Racconta della presa di coscienza dell'evento, della decisione di chiudere per precauzione il salone già prima delle disposizioni governative, degli obblighi di pagamento affrontati con responsabilità per non lasciare indietro nessuno: «Per pagare i rappresentanti, i mutui, le bollette e tutto ciò che comporta l'attività, abbiamo deciso di ricorrere ad un finanziamento per 10mila euro. Non volevo bloccare nessun pagamento e credevo di riuscire a gestire i conti fino alla riapertura del salone. Poi ho ascoltato le decisioni assunte dal governo, ed è stata una doccia fredda. Mi sono sentita tradita. Le promesse si sono rivelate un fiume di parole senza riscontri concreti. Il Presidente Conte parla di aiuti alle aziende, ma dove sono?».
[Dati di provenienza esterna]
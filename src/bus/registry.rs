//! Handler bookkeeping shared by every backend.

use async_trait::async_trait;
use futures_util::FutureExt;
use parking_lot::Mutex;
use std::collections::HashMap;
use std::panic::AssertUnwindSafe;
use std::sync::Arc;
use tracing::{error, warn};

use super::{Envelope, Topic};
use crate::error::BusError;
use crate::metrics;

/// Receives events for the topics it is subscribed to.
///
/// Handlers run on the backend's consume task. A slow handler delays later
/// records of the same topic.
#[async_trait]
pub trait EventHandler: Send + Sync {
    async fn handle(&self, topic: &Topic, envelope: &Envelope) -> Result<(), BusError>;
}

/// Adapter for synchronous closures.
pub struct FnHandler<F>(pub F);

#[async_trait]
impl<F> EventHandler for FnHandler<F>
where
    F: Fn(&Topic, &Envelope) -> Result<(), BusError> + Send + Sync,
{
    async fn handle(&self, topic: &Topic, envelope: &Envelope) -> Result<(), BusError> {
        (self.0)(topic, envelope)
    }
}

/// Wrap a closure as a shareable handler.
pub fn handler_fn<F>(f: F) -> Arc<dyn EventHandler>
where
    F: Fn(&Topic, &Envelope) -> Result<(), BusError> + Send + Sync + 'static,
{
    Arc::new(FnHandler(f))
}

/// topic -> handlers, behind one mutex. Handler identity is the `Arc` pointer.
#[derive(Default)]
pub(crate) struct HandlerRegistry {
    handlers: Mutex<HashMap<Topic, Vec<Arc<dyn EventHandler>>>>,
}

impl HandlerRegistry {
    /// Returns true when this is the topic's first handler.
    pub fn add(&self, topic: &Topic, handler: Arc<dyn EventHandler>) -> bool {
        let mut handlers = self.handlers.lock();
        let list = handlers.entry(topic.clone()).or_default();
        list.push(handler);
        list.len() == 1
    }

    /// Returns true when the topic has no handlers left afterwards.
    /// Removing a handler that was never added is a no-op returning false.
    pub fn remove(&self, topic: &Topic, handler: &Arc<dyn EventHandler>) -> bool {
        let mut handlers = self.handlers.lock();
        let Some(list) = handlers.get_mut(topic) else {
            return false;
        };
        let Some(pos) = list.iter().position(|h| Arc::ptr_eq(h, handler)) else {
            return false;
        };
        list.remove(pos);
        if list.is_empty() {
            handlers.remove(topic);
            true
        } else {
            false
        }
    }

    pub fn snapshot(&self, topic: &Topic) -> Vec<Arc<dyn EventHandler>> {
        self.handlers
            .lock()
            .get(topic)
            .cloned()
            .unwrap_or_default()
    }

    pub fn topics(&self) -> Vec<Topic> {
        self.handlers.lock().keys().cloned().collect()
    }

    pub fn clear(&self) {
        self.handlers.lock().clear();
    }

    /// Run every handler for `topic`, in registration order. Errors and
    /// panics are logged and counted; they never reach the consume loop.
    pub async fn dispatch(&self, backend: &'static str, topic: &Topic, envelope: &Envelope) {
        for handler in self.snapshot(topic) {
            match AssertUnwindSafe(handler.handle(topic, envelope))
                .catch_unwind()
                .await
            {
                Ok(Ok(())) => {}
                Ok(Err(e)) => {
                    metrics::record_handler_failure(backend);
                    warn!(%topic, backend, error = %e, "event handler failed");
                }
                Err(_) => {
                    metrics::record_handler_failure(backend);
                    error!(%topic, backend, "event handler panicked");
                }
            }
        }
    }
}
//! Topic names.
//!
//! Topics are only ever built by [`Topic::room`] and [`Topic::user`], so a
//! room id and a user id can never collide on the same topic.

use std::fmt;

use crate::error::BusError;

const ROOM_PREFIX: &str = "room:";
const USER_PREFIX: &str = "user:";

#[derive(Debug, Clone, Copy, PartialEq, Eq, Hash)]
pub enum TopicKind {
    Room,
    User,
}

#[derive(Debug, Clone, PartialEq, Eq, Hash, PartialOrd, Ord)]
pub struct Topic(String);

impl Topic {
    /// `room:<id>`
    pub fn room(room_id: &str) -> Self {
        Self(format!("{ROOM_PREFIX}{room_id}"))
    }

    /// `user:<id>`, the notification path for one user.
    pub fn user(user_id: &str) -> Self {
        Self(format!("{USER_PREFIX}{user_id}"))
    }

    /// Parse a channel name received from a backend.
    pub fn parse(name: &str) -> Result<Self, BusError> {
        match name.split_once(':') {
            Some(("room", id)) if !id.is_empty() => Ok(Self::room(id)),
            Some(("user", id)) if !id.is_empty() => Ok(Self::user(id)),
            _ => Err(BusError::InvalidTopic(name.to_string())),
        }
    }

    pub fn as_str(&self) -> &str {
        &self.0
    }

    pub fn kind(&self) -> TopicKind {
        if self.0.starts_with(ROOM_PREFIX) {
            TopicKind::Room
        } else {
            TopicKind::User
        }
    }

    /// The room or user id this topic belongs to.
    pub fn id(&self) -> &str {
        let prefix = match self.kind() {
            TopicKind::Room => ROOM_PREFIX,
            TopicKind::User => USER_PREFIX,
        };
        &self.0[prefix.len()..]
    }
}

impl fmt::Display for Topic {
    fn fmt(&self, f: &mut fmt::Formatter<'_>) -> fmt::Result {
        f.write_str(&self.0)
    }
}
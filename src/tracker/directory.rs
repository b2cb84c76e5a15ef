//! Room metadata lookup.

use async_trait::async_trait;
use dashmap::DashMap;

use super::Room;
use crate::error::TrackerError;

/// Where room metadata comes from. Production deployments put their room
/// service behind this; the bundled implementation is seeded from config.
#[async_trait]
pub trait RoomDirectory: Send + Sync {
    async fn room(&self, room_id: &str) -> Result<Option<Room>, TrackerError>;
}

/// In-memory directory. Rooms can be replaced at runtime.
#[derive(Debug, Default)]
pub struct StaticRoomDirectory {
    rooms: DashMap<String, Room>,
}

impl StaticRoomDirectory {
    pub fn new(rooms: impl IntoIterator<Item = Room>) -> Self {
        let directory = Self::default();
        for room in rooms {
            directory.upsert(room);
        }
        directory
    }

    pub fn upsert(&self, room: Room) {
        self.rooms.insert(room.id.clone(), room);
    }

    pub fn remove(&self, room_id: &str) -> Option<Room> {
        self.rooms.remove(room_id).map(|(_, room)| room)
    }

    pub fn len(&self) -> usize {
        self.rooms.len()
    }

    pub fn is_empty(&self) -> bool {
        self.rooms.is_empty()
    }
}

#[async_trait]
impl RoomDirectory for StaticRoomDirectory {
    async fn room(&self, room_id: &str) -> Result<Option<Room>, TrackerError> {
        Ok(self.rooms.get(room_id).map(|r| r.value().clone()))
    }
}
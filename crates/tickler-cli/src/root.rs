use anyhow::Context;
use std::path::{Path, PathBuf};
use tickler_core::config::{Config, CONFIG_FILE};

/// Resolve the config file to use.
///
/// Priority:
/// 1. `--config` flag / `TICKLER_CONFIG` env var (passed in as `explicit`)
/// 2. Walk upward from `start` looking for `.tickler.yaml`
/// 3. None: built-in defaults apply
pub fn resolve_config(explicit: Option<&Path>, start: &Path) -> Option<PathBuf> {
    if let Some(p) = explicit {
        return Some(p.to_path_buf());
    }

    let mut dir = start.to_path_buf();
    loop {
        let candidate = dir.join(CONFIG_FILE);
        if candidate.is_file() {
            return Some(candidate);
        }
        match dir.parent() {
            Some(p) => dir = p.to_path_buf(),
            None => return None,
        }
    }
}

/// Load the effective config and report which file it came from.
pub fn load_config(explicit: Option<&Path>) -> anyhow::Result<(Config, Option<PathBuf>)> {
    let cwd = std::env::current_dir().unwrap_or_else(|_| PathBuf::from("."));
    match resolve_config(explicit, &cwd) {
        Some(path) => {
            let config = Config::load(&path)
                .with_context(|| format!("failed to load config from {}", path.display()))?;
            tracing::debug!(path = %path.display(), "loaded config");
            Ok((config, Some(path)))
        }
        None => Ok((Config::default(), None)),
    }
}
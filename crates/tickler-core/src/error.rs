use crate::types::TicketId;
use thiserror::Error;

#[derive(Debug, Error)]
pub enum TicklerError {
    #[error("invalid rrule '{rule}': {reason}")]
    InvalidRule { rule: String, reason: String },

    #[error("invalid due date '{value}': expected YYYY-MM-DD")]
    InvalidDate {
        value: String,
        #[source]
        source: chrono::ParseError,
    },

    #[error("template render failed: {0}")]
    TemplateRender(String),

    #[error("{action} failed for #{ticket}: {source}")]
    ActionFailed {
        ticket: TicketId,
        action: &'static str,
        #[source]
        source: Box<TicklerError>,
    },

    #[error("invalid repository '{0}': expected owner/name")]
    InvalidRepository(String),

    #[error("invalid config: {0}")]
    Config(String),

    #[error("github api returned {status}: {body}")]
    Api { status: u16, body: String },

    #[error(transparent)]
    Http(#[from] reqwest::Error),

    #[error(transparent)]
    Io(#[from] std::io::Error),

    #[error(transparent)]
    Yaml(#[from] serde_yaml::Error),

    #[error(transparent)]
    Json(#[from] serde_json::Error),
}

pub type Result<T> = std::result::Result<T, TicklerError>;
Donatella è tra i tanti autonomi che non hanno ancora ricevuto i famosi 600 euro di sostegno, ma oltre questa amara constatazione, ciò che vuole lanciare è un appello rivolto al presidente della Regione Christian Solinas: «I parrucchieri e gli estetisti non sono degli incoscienti e tanto meno restano indifferenti di fronte alla pandemia. Teniamo alla nostra salute, a quella delle nostre famiglie e a quella dei nostri clienti. Chiediamo solo di lavorare in sicurezza, dotati di ogni singolo dispositivo di protezione necessario, dai guanti alle mascherine, dalle mantelle agli asciugamani monouso sino agli igienizzanti e a tutto ciò che ci verrà richiesto. Non si può paragonare la situazione esistente nella nostra zona con quella delle aree più colpite del nord Italia e per questo ci aspettiamo che il presidente della Regione sappia valutare e pesare la situazione reale esistente in Sardegna e sia in grado di dare risposte precise per scongiurare il baratro che si è aperto davanti a noi. Perché in ballo c'è la nostra stessa sopravvivenza come attività, ma anche il rischio di andare incontro ad un vero e proprio sciopero fiscale».